Norbert Koppensteiner (Spring 2021) is a peace researcher and freelance facilitator. Having previously served as a Senior Lecturer at the Unit for Peace and Conflict Studies, University of Innsbruck, his facilitation especially focuses on breath, voice, and movement. He has extensive experience in teaching peace studies internationally.Koppensteiner is the author of Transrational Peace Research and Elicitive Facilitation (2020) and co-editor of the Palgrave International Handbook of Peace Studies: A Cultural Perspective (2014). He obtained his Ph.D. from the European Graduate School in Switzerland.

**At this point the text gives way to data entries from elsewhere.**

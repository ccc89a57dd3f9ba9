//! Continuity state carried from move to move
//!
//! Everything the selector, the head/table strategy and the posting
//! pipeline remember between moves lives here, so handing this value from
//! one chunk to the next resumes posting exactly where it stopped.

use axispost_core::{AngleTuple, Matrix3, Point3, PostedMove, MAX_ROTARY_AXES};
use serde::{Deserialize, Serialize};

use crate::head_table::HeadTableState;
use crate::solver::Coupling;

/// Moves sitting at a pole whose free angle is filled in once the segment
/// closes
#[derive(Debug, Clone, PartialEq, Default, Serialize, Deserialize)]
pub struct PoleSegment {
    /// Free rotary axis
    pub axis: usize,
    pub coupling: Option<Coupling>,
    /// Free angle (degrees) the segment starts from
    pub start_value: f64,
    /// Move preceding the segment, used as the distance origin
    pub anchor: Option<PostedMove>,
    /// Moves held back until the segment closes
    pub pending: Vec<PostedMove>,
    /// Pending moves that still need a rewind check against their predecessor
    pub pending_rewind: Vec<bool>,
    /// Free angle fixed once for the whole segment
    pub fixed_value: Option<f64>,
}

impl PoleSegment {
    pub fn new(axis: usize, coupling: Option<Coupling>, start_value: f64) -> Self {
        Self {
            axis,
            coupling,
            start_value,
            ..Self::default()
        }
    }

    pub fn is_empty(&self) -> bool {
        self.pending.is_empty()
    }
}

/// Per-run mutable state
#[derive(Debug, Clone, PartialEq, Default, Serialize, Deserialize)]
pub struct ContinuityState {
    /// Last accepted angles in degrees, already wound
    pub previous_angles: Option<AngleTuple>,
    /// Translation axis coordinates of the last accepted move
    pub previous_machine: Option<Point3<f64>>,
    /// Multiples of 360 degrees applied per rotary axis
    pub winding: [i64; MAX_ROTARY_AXES],
    pub head_table: HeadTableState,
    /// Open pole segment, if any
    pub pole_segment: Option<PoleSegment>,
    /// Last move handed to the output (or held as segment anchor)
    pub last_posted: Option<PostedMove>,
    /// Global index of the next input move
    pub next_index: usize,
    pub chunks_processed: usize,
    /// Rotation applied to every input move when toolpath alignment is on
    pub alignment: Option<Matrix3<f64>>,
}

impl ContinuityState {
    pub fn new() -> Self {
        Self::default()
    }

    /// True before the first move of the run was accepted
    pub fn is_first_move(&self) -> bool {
        self.previous_angles.is_none()
    }

    /// Record an accepted tuple and refresh the winding counters
    pub fn accept(&mut self, angles_deg: AngleTuple, machine: Point3<f64>) {
        for (i, a) in angles_deg.iter().enumerate() {
            self.winding[i] = winding_of(a);
        }
        self.previous_angles = Some(angles_deg);
        self.previous_machine = Some(machine);
    }

    /// Previous angle of `axis` in radians, wrapped into (-PI, PI]
    pub fn previous_rad(&self, axis: usize) -> Option<f64> {
        let a = self.previous_angles?.get(axis)?;
        Some(axispost_core::geometry::normalize_angle_rad(a.to_radians()))
    }
}

/// Number of whole turns separating `angle_deg` from its (-180, 180] value
pub fn winding_of(angle_deg: f64) -> i64 {
    let wrapped = axispost_core::geometry::normalize_angle_deg(angle_deg);
    ((angle_deg - wrapped) / 360.0).round() as i64
}

#[cfg(test)]
mod tests {
    use super::*;

    #[test]
    fn test_winding_counters() {
        assert_eq!(winding_of(10.0), 0);
        assert_eq!(winding_of(370.0), 1);
        assert_eq!(winding_of(-190.0), -1);
        assert_eq!(winding_of(180.0), 0);
        assert_eq!(winding_of(-720.5), -2);
    }

    #[test]
    fn test_accept_updates_state() {
        let mut s = ContinuityState::new();
        assert!(s.is_first_move());
        s.accept(AngleTuple::from_slice(&[400.0, -10.0]), Point3::origin());
        assert!(!s.is_first_move());
        assert_eq!(s.winding, [1, 0, 0]);
        let r = s.previous_rad(0).unwrap();
        assert!((r - 40f64.to_radians()).abs() < 1e-12);
        assert_eq!(s.previous_rad(2), None);
    }

    #[test]
    fn test_state_serializes() {
        let mut s = ContinuityState::new();
        s.accept(AngleTuple::from_slice(&[1.0, 2.0]), Point3::new(1.0, 2.0, 3.0));
        s.pole_segment = Some(PoleSegment::new(0, None, 12.0));
        let json = serde_json::to_string(&s).unwrap();
        let back: ContinuityState = serde_json::from_str(&json).unwrap();
        assert_eq!(back, s);
    }

    #[test]
    fn test_corrupt_state_is_rejected() {
        let mut s = ContinuityState::new();
        s.accept(AngleTuple::from_slice(&[1.0, 2.0]), Point3::origin());
        let json = serde_json::to_string(&s)
            .unwrap()
            .replace("[1.0,2.0]", "[1.0,2.0,3.0,4.0,5.0]");
        assert!(serde_json::from_str::<ContinuityState>(&json).is_err());
    }
}
//! Loading a machine and parameters from files and posting through the facade

use axispost::machine::FiveAxisDefinition;
use axispost::{
    poster_from_definition, MachineDefinition, Point3, PoleHandling, PostParameters,
    ToolpathPoint, Vector3,
};

#[test]
fn post_from_saved_configuration() {
    let dir = tempfile::tempdir().unwrap();
    let params_path = dir.path().join("post.toml");
    let params = PostParameters {
        pole_handling: PoleHandling::Freeze,
        interpolation_dist_flag: false,
        ..PostParameters::default()
    };
    params.save_to_file(&params_path).unwrap();
    let loaded = PostParameters::load_from_file(&params_path).unwrap();
    assert_eq!(loaded, params);

    let machine_path = dir.path().join("machine.json");
    let saved = MachineDefinition::FiveAxis(FiveAxisDefinition::default());
    std::fs::write(&machine_path, serde_json::to_string_pretty(&saved).unwrap()).unwrap();
    let definition: MachineDefinition =
        serde_json::from_str(&std::fs::read_to_string(&machine_path).unwrap()).unwrap();
    assert_eq!(definition, saved);
    let poster = poster_from_definition(&definition, loaded, 20.0).unwrap();
    let moves = poster
        .post(&[
            ToolpathPoint::new(Point3::origin(), Vector3::z()),
            ToolpathPoint::new(Point3::new(5.0, 0.0, 0.0), Vector3::z()),
        ])
        .unwrap();
    assert_eq!(moves.len(), 2);
    assert!((moves[1].machine_position.z - 20.0).abs() < 1e-9);
}

#[test]
fn version_is_set() {
    assert!(!axispost::VERSION.is_empty());
    assert!(axispost::BUILD_DATE.ends_with("UTC"));
}

#[test]
fn logging_initializes_once() {
    assert!(axispost::init_logging().is_ok());
    assert!(axispost::init_logging().is_err());
}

As visiting research fellow, Koppensteiner will be advancing two lines of research. He will explore the art of facilitation for peace and transforming conflicts, with a special focus on embodied approaches. This will be combined with methodological and epistemological research into comprehensive ways of knowing. He will seek to develop corresponding teaching formats to fit these topics.


Andrew Owsiak (Fall 2020-Spring 2021) is currently Josiah Meigs Distinguished Teaching Professor and Associate Professor of International Affairs at the University of Georgia, a position he obtained after completing his Ph.D. in Political Science at the University of Illinois. Owsiak studies three broad themes in his research: why countries fight one another, the bilateral processes or characteristics that promote peaceful relations between disputing countries, and the role of third-parties in peacefully (or diplomatically) ending conflicts and/or building more peaceful relations between countries. Through these broad themes, his work touches on diverse topics, including territorial conflict, international border disputes, interstate rivalries (or protracted conflict), the interstate-civil conflict nexus, democratization, international law, and various conflict management methods (e.g., negotiations, mediation, or peacekeeping). In addition to co-authoring International Conflict Management (Polity, 2019), his research appears in The Journal of PoliticsInternational Studies Quarterly, the Journal of Conflict Resolution, and the Journal of Peace Research, among other outlets. Grants from the Department of Defense (Minerva Project) and the United States Institute of Peace have also supported numerous of his ongoing research projects. 

While at the Kroc Institute, Owsiak will be working on a co-authored book manuscript, "Diplomacy and War: Lessons for World Politics." The project reviews a handful of international crises over the past 200 years to determine the factors that lead crises to either escalate to war or not.